Are your post/request URLs online? If so, it is probably a cross-domain issue.
[quote:2mg5dmmw]Making AJAX requests cross-domain or in preview
By default, browsers block AJAX requests across domains. This means, for example, a game on scirra.com can request other pages on scirra.com, but cannot request pages on facebook.com. This is an important security feature of web browsers (it is not specific to Construct 2 or its AJAX object).
Also, when previewing in Construct 2 the game runs on localhost. This counts as a different domain to the rest of the internet, so typically AJAX requests to any web page will fail during preview, unless the server explicitly allows cross-domain requests.
If you want AJAX requests to your server to work from any domain, or in preview, you can configure it to send the following HTTP header:
Access-Control-Allow-Origin: *
This will enable AJAX requests from any domain, but you should still be aware of the possible security implications of this. For more information on cross-domain requests see HTTP access control on MDN.
If it is a local post/request, check your file pathing.
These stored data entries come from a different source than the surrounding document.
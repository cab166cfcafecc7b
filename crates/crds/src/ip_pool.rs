//! IPPool CRD
//!
//! Mirrors the Calico `projectcalico.org/v3` IPPool resource. Only the fields
//! managed by the provider are modelled; the API server owns everything else.

use kube::CustomResource;
use schemars::JsonSchema;
use serde::{Deserialize, Serialize};
use std::fmt;

/// Block size assigned by Calico when a pool does not specify one.
pub const DEFAULT_BLOCK_SIZE: i32 = 26;

#[derive(CustomResource, Debug, Clone, Serialize, Deserialize, JsonSchema, PartialEq, Eq)]
#[kube(
    group = "projectcalico.org",
    version = "v3",
    kind = "IPPool",
    plural = "ippools"
)]
#[serde(rename_all = "camelCase")]
pub struct IPPoolSpec {
    /// The pool CIDR
    pub cidr: String,

    /// The CIDR size of allocation blocks used by this pool
    #[serde(default = "default_block_size")]
    pub block_size: i32,

    /// When IPIP encapsulation is used for traffic leaving the pool
    #[serde(default)]
    pub ipip_mode: IPIPMode,

    /// When VXLAN encapsulation is used for traffic leaving the pool
    #[serde(default)]
    pub vxlan_mode: VXLANMode,

    /// Masquerade traffic leaving the pool
    #[serde(default)]
    pub nat_outgoing: bool,

    /// Exclude the pool from IPAM assignment
    #[serde(default)]
    pub disabled: bool,

    /// Do not export the pool CIDR over BGP
    #[serde(default, rename = "disableBGPExport")]
    pub disable_bgp_export: bool,
}

fn default_block_size() -> i32 {
    DEFAULT_BLOCK_SIZE
}

impl Default for IPPoolSpec {
    fn default() -> Self {
        Self {
            cidr: String::new(),
            block_size: DEFAULT_BLOCK_SIZE,
            ipip_mode: IPIPMode::default(),
            vxlan_mode: VXLANMode::default(),
            nat_outgoing: false,
            disabled: false,
            disable_bgp_export: false,
        }
    }
}

/// IPIP encapsulation mode
#[derive(Debug, Clone, Copy, Serialize, Deserialize, JsonSchema, Default, PartialEq, Eq, Hash)]
pub enum IPIPMode {
    /// Always encapsulate
    Always,

    /// Encapsulate only across subnet boundaries
    CrossSubnet,

    /// Never encapsulate
    #[default]
    Never,
}

/// VXLAN encapsulation mode
#[derive(Debug, Clone, Copy, Serialize, Deserialize, JsonSchema, Default, PartialEq, Eq, Hash)]
pub enum VXLANMode {
    /// Always encapsulate
    Always,

    /// Encapsulate only across subnet boundaries
    CrossSubnet,

    /// Never encapsulate
    #[default]
    Never,
}

impl IPIPMode {
    /// Wire name of the mode
    pub fn as_str(self) -> &'static str {
        match self {
            Self::Always => "Always",
            Self::CrossSubnet => "CrossSubnet",
            Self::Never => "Never",
        }
    }
}

impl VXLANMode {
    /// Wire name of the mode
    pub fn as_str(self) -> &'static str {
        match self {
            Self::Always => "Always",
            Self::CrossSubnet => "CrossSubnet",
            Self::Never => "Never",
        }
    }
}

impl fmt::Display for IPIPMode {
    fn fmt(&self, f: &mut fmt::Formatter<'_>) -> fmt::Result {
        f.write_str(self.as_str())
    }
}

impl fmt::Display for VXLANMode {
    fn fmt(&self, f: &mut fmt::Formatter<'_>) -> fmt::Result {
        f.write_str(self.as_str())
    }
}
[quote:2mg5dmmw]Using file paths correctly
Never hard-code paths (such as using an action to write to a fixed file path like "C:\MyGame\MyFile.txt"). This unfriendly to users, and is often perceived as unprofessional, untidy, or filling the user's system with junk. Not only that but in many cases it simply will not work, since not all users have permission to read or write to folders outside of their user directory.
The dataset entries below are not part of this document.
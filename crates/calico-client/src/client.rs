//! Kubernetes-backed Calico client

use crate::calico_trait::CalicoClientTrait;
use crate::error::CalicoError;
use crds::IPPool;
use kube::api::{DeleteParams, PostParams};
use kube::config::{KubeConfigOptions, Kubeconfig};
use kube::{Api, Client, Config};
use std::path::Path;
use tracing::debug;

/// Calico IPPool client over the Kubernetes API
///
/// IPPools are cluster scoped, so the client always talks to the
/// cluster-wide endpoint.
#[derive(Clone)]
pub struct CalicoClient {
    api: Api<IPPool>,
}

impl std::fmt::Debug for CalicoClient {
    fn fmt(&self, f: &mut std::fmt::Formatter<'_>) -> std::fmt::Result {
        f.debug_struct("CalicoClient").finish_non_exhaustive()
    }
}

impl CalicoClient {
    /// Wrap an existing Kubernetes client
    pub fn new(client: Client) -> Self {
        Self {
            api: Api::all(client),
        }
    }

    /// Build a client from the inferred configuration (in-cluster or default kubeconfig)
    pub async fn try_default() -> Result<Self, CalicoError> {
        let config = Config::infer().await?;
        Ok(Self::new(Client::try_from(config)?))
    }

    /// Build a client from an explicit kubeconfig file
    ///
    /// `context` selects a kubeconfig context; the file's current context is
    /// used when it is `None`.
    pub async fn from_kubeconfig(path: &Path, context: Option<String>) -> Result<Self, CalicoError> {
        debug!("Loading kubeconfig from {}", path.display());

        let kubeconfig = Kubeconfig::read_from(path)?;
        let options = KubeConfigOptions {
            context,
            ..Default::default()
        };
        let config = Config::from_custom_kubeconfig(kubeconfig, &options).await?;
        Ok(Self::new(Client::try_from(config)?))
    }

    /// Build a client from an optional kubeconfig path and context
    pub async fn connect(kubeconfig: Option<&Path>, context: Option<String>) -> Result<Self, CalicoError> {
        match kubeconfig {
            Some(path) => Self::from_kubeconfig(path, context).await,
            None if context.is_some() => {
                let options = KubeConfigOptions {
                    context,
                    ..Default::default()
                };
                let config = Config::from_kubeconfig(&options).await?;
                Ok(Self::new(Client::try_from(config)?))
            }
            None => Self::try_default().await,
        }
    }
}

#[async_trait::async_trait]
impl CalicoClientTrait for CalicoClient {
    async fn get_ip_pool(&self, name: &str) -> Result<IPPool, CalicoError> {
        debug!("Fetching IPPool {}", name);
        self.api
            .get_opt(name)
            .await?
            .ok_or_else(|| CalicoError::NotFound(name.to_string()))
    }

    async fn create_ip_pool(&self, pool: &IPPool) -> Result<IPPool, CalicoError> {
        debug!(
            "Creating IPPool {} ({})",
            pool.metadata.name.as_deref().unwrap_or_default(),
            pool.spec.cidr
        );
        Ok(self.api.create(&PostParams::default(), pool).await?)
    }

    async fn update_ip_pool(&self, pool: &IPPool) -> Result<IPPool, CalicoError> {
        let name = pool.metadata.name.as_deref().ok_or_else(|| {
            CalicoError::InvalidRequest("IPPool update requires metadata.name".to_string())
        })?;

        debug!(
            "Replacing IPPool {} at resourceVersion {}",
            name,
            pool.metadata.resource_version.as_deref().unwrap_or_default()
        );
        Ok(self.api.replace(name, &PostParams::default(), pool).await?)
    }

    async fn delete_ip_pool(&self, name: &str) -> Result<(), CalicoError> {
        debug!("Deleting IPPool {}", name);
        self.api.delete(name, &DeleteParams::default()).await?;
        Ok(())
    }
}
It is tempting to solve this by writing files to the application's folder. However this also may not work; on many versions of Windows, the Program Files folder requires administrator permission to write to, although you can read from it.
The solution is to write to the user's folder, which you almost certainly have write permission for. This is provided by the UserFolder expression. The correct way to determine a file path in the user's folder is like this:
NWjs.UserFolder & "myfile.txt"
If you only need to read files, and don't need to write them, you can safely use the application folder (NWjs.AppFolder) instead.